Subjective and physiological effects of intravenous nicotine and cocaine in cigarette smoking cocaine abusers
The subjective and physiological effects of intravenously administered cocaine and nicotine were compared in 10 cigarette-smoking cocaine abusers. Subjects abstained from smoking at least 8 h before each session. Under double blind conditions, subjects received placebo, cocaine (10, 20, and 40 mg/70 mg), or nicotine (0.75, 1.5, 3.0 mg/70 kg) in mixed order. Physiological and subjective data were collected before and repeatedly after each intravenous drug administration. Subjects also completed a drug Versus money multiple-choice procedure in which they chose between that day's drug and 44 monetary values. Both drugs increased blood pressure and heart rate and decreased skin temperature. Nicotine showed a more rapid onset of subjective effects than cocaine. Overall, although both cocaine and nicotine increased subjective ratings of 'drug effect', 'rush', 'good effects', 'liking', 'high', and 'stimulated', only nicotine increased ratings of 'bad effects' and 'jittery'. Although the highest nicotine dose produced greater effects than the highest cocaine dose on most subjective measures, the highest cocaine dose produced somewhat greater ratings of drug liking.
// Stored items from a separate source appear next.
//! Prometheus metrics for the WDM subsystems.
//!
//! All metrics follow the naming convention: `wdm_<area>_<metric>_<unit>`
//!
//! Metrics are process-wide statics. Incrementing them never requires
//! registration; `register_metrics` only exposes them through `REGISTRY`.

use lazy_static::lazy_static;
use prometheus::{
    exponential_buckets, Counter, CounterVec, Encoder, Gauge, Histogram, HistogramOpts, Opts,
    Registry, TextEncoder,
};

use crate::TelemetryError;

lazy_static! {
    /// Global metrics registry
    pub static ref REGISTRY: Registry = Registry::new();

    // =========================================================================
    // CATALOG METRICS (Subsystem 3)
    // =========================================================================

    /// Trait instances currently registered
    pub static ref CATALOG_INSTANCES: Gauge = Gauge::new(
        "wdm_catalog_instances",
        "Number of trait instances registered in the catalog"
    ).expect("metric creation failed");

    // =========================================================================
    // BATCHING METRICS (Subsystem 4)
    // =========================================================================

    /// Dirty sets collapsed to the whole trait
    pub static ref DIRTY_SET_OVERFLOWS: Counter = Counter::new(
        "wdm_batching_dirty_overflows_total",
        "Dirty sets that exceeded their path budget and collapsed to the root"
    ).expect("metric creation failed");

    // =========================================================================
    // SUBSCRIPTION METRICS (Subsystem 5)
    // =========================================================================

    /// Subscriptions that reached Established
    pub static ref SUBSCRIPTIONS_ESTABLISHED: Counter = Counter::new(
        "wdm_subscriptions_established_total",
        "Subscriptions that completed their initial exchange"
    ).expect("metric creation failed");

    /// Notifies applied to sinks
    pub static ref NOTIFIES_APPLIED: CounterVec = CounterVec::new(
        Opts::new("wdm_notifies_applied_total", "Notifies applied to local sinks"),
        &["kind"]  // kind: full/diff
    ).expect("metric creation failed");

    /// Update requests sent
    pub static ref UPDATES_SENT: Counter = Counter::new(
        "wdm_updates_sent_total",
        "Update requests handed to the transport"
    ).expect("metric creation failed");

    /// Update requests rejected for a stale base version
    pub static ref UPDATE_CONFLICTS: Counter = Counter::new(
        "wdm_update_conflicts_total",
        "Update requests answered with a version conflict"
    ).expect("metric creation failed");

    /// Exchange-level retransmissions
    pub static ref EXCHANGE_RETRIES: Counter = Counter::new(
        "wdm_exchange_retries_total",
        "Requests resent after an exchange timeout"
    ).expect("metric creation failed");

    /// Subscriptions that entered Aborting
    pub static ref SUBSCRIPTION_ABORTS: CounterVec = CounterVec::new(
        Opts::new("wdm_subscription_aborts_total", "Subscriptions that entered Aborting"),
        &["error_class"]  // error_class: transport/conflict/schema/catalog/fatal
    ).expect("metric creation failed");

    /// Subscribe exchange duration
    pub static ref SUBSCRIBE_DURATION: Histogram = Histogram::with_opts(
        HistogramOpts::new(
            "wdm_subscribe_duration_seconds",
            "Time from SubscribeRequest to Established"
        ).buckets(exponential_buckets(0.001, 2.0, 14).expect("valid buckets"))
    ).expect("metric creation failed");

    // =========================================================================
    // ERROR METRICS
    // =========================================================================

    /// Subsystem errors by type
    pub static ref SUBSYSTEM_ERRORS: CounterVec = CounterVec::new(
        Opts::new("wdm_subsystem_errors_total", "Errors by subsystem and type"),
        &["subsystem", "error_type"]
    ).expect("metric creation failed");
}

/// Register all metrics with the global registry.
pub fn register_metrics() -> Result<(), TelemetryError> {
    let metrics: Vec<Box<dyn prometheus::core::Collector>> = vec![
        Box::new(CATALOG_INSTANCES.clone()),
        Box::new(DIRTY_SET_OVERFLOWS.clone()),
        Box::new(SUBSCRIPTIONS_ESTABLISHED.clone()),
        Box::new(NOTIFIES_APPLIED.clone()),
        Box::new(UPDATES_SENT.clone()),
        Box::new(UPDATE_CONFLICTS.clone()),
        Box::new(EXCHANGE_RETRIES.clone()),
        Box::new(SUBSCRIPTION_ABORTS.clone()),
        Box::new(SUBSCRIBE_DURATION.clone()),
        Box::new(SUBSYSTEM_ERRORS.clone()),
    ];

    for metric in metrics {
        REGISTRY
            .register(metric)
            .map_err(|e| TelemetryError::MetricsInit(e.to_string()))?;
    }
    Ok(())
}

/// Encode all metrics as Prometheus text format.
pub fn encode_metrics() -> Result<String, TelemetryError> {
    let encoder = TextEncoder::new();
    let metric_families = REGISTRY.gather();
    let mut buffer = Vec::new();
    encoder
        .encode(&metric_families, &mut buffer)
        .map_err(|e| TelemetryError::MetricsInit(e.to_string()))?;
    String::from_utf8(buffer).map_err(|e| TelemetryError::MetricsInit(e.to_string()))
}

/// Timer guard for automatic histogram observation.
pub struct HistogramTimer {
    histogram: Histogram,
    start: std::time::Instant,
}

impl HistogramTimer {
    /// Start a new timer for the given histogram.
    pub fn new(histogram: &Histogram) -> Self {
        Self {
            histogram: histogram.clone(),
            start: std::time::Instant::now(),
        }
    }
}

impl Drop for HistogramTimer {
    fn drop(&mut self) {
        let duration = self.start.elapsed().as_secs_f64();
        self.histogram.observe(duration);
    }
}

/// Start timing for a histogram. Observation happens on drop.
#[macro_export]
macro_rules! time_histogram {
    ($histogram:expr) => {
        $crate::metrics::HistogramTimer::new(&$histogram)
    };
}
At doses that produced comparable ratings of drug effect (40 mg/70 kg cocaine versus 1.5 mg/70 kg nicotine), cocaine produced significantly greater good effects, whereas nicotine produced greater bad effects. All three cocaine doses and the intermediate and high nicotine doses were frequently categorized as producing effects similar to those of cocaine or amphetamine. The drug versus money measure showed that the highest cocaine dose was worth twice as much as the highest nicotine dose. Thus, intravenous cocaine and nicotine can be differentiated by their subjective and reinforcing effects
Jones, H., Garrett, B. E., & Griffiths, R. R. (1999). Subjective and physiological effects of intravenous nicotine and cocaine in cigarette smoking cocaine abusers. Journal of Pharmacology and Experimental Therapeutics, 288(1), 188-197.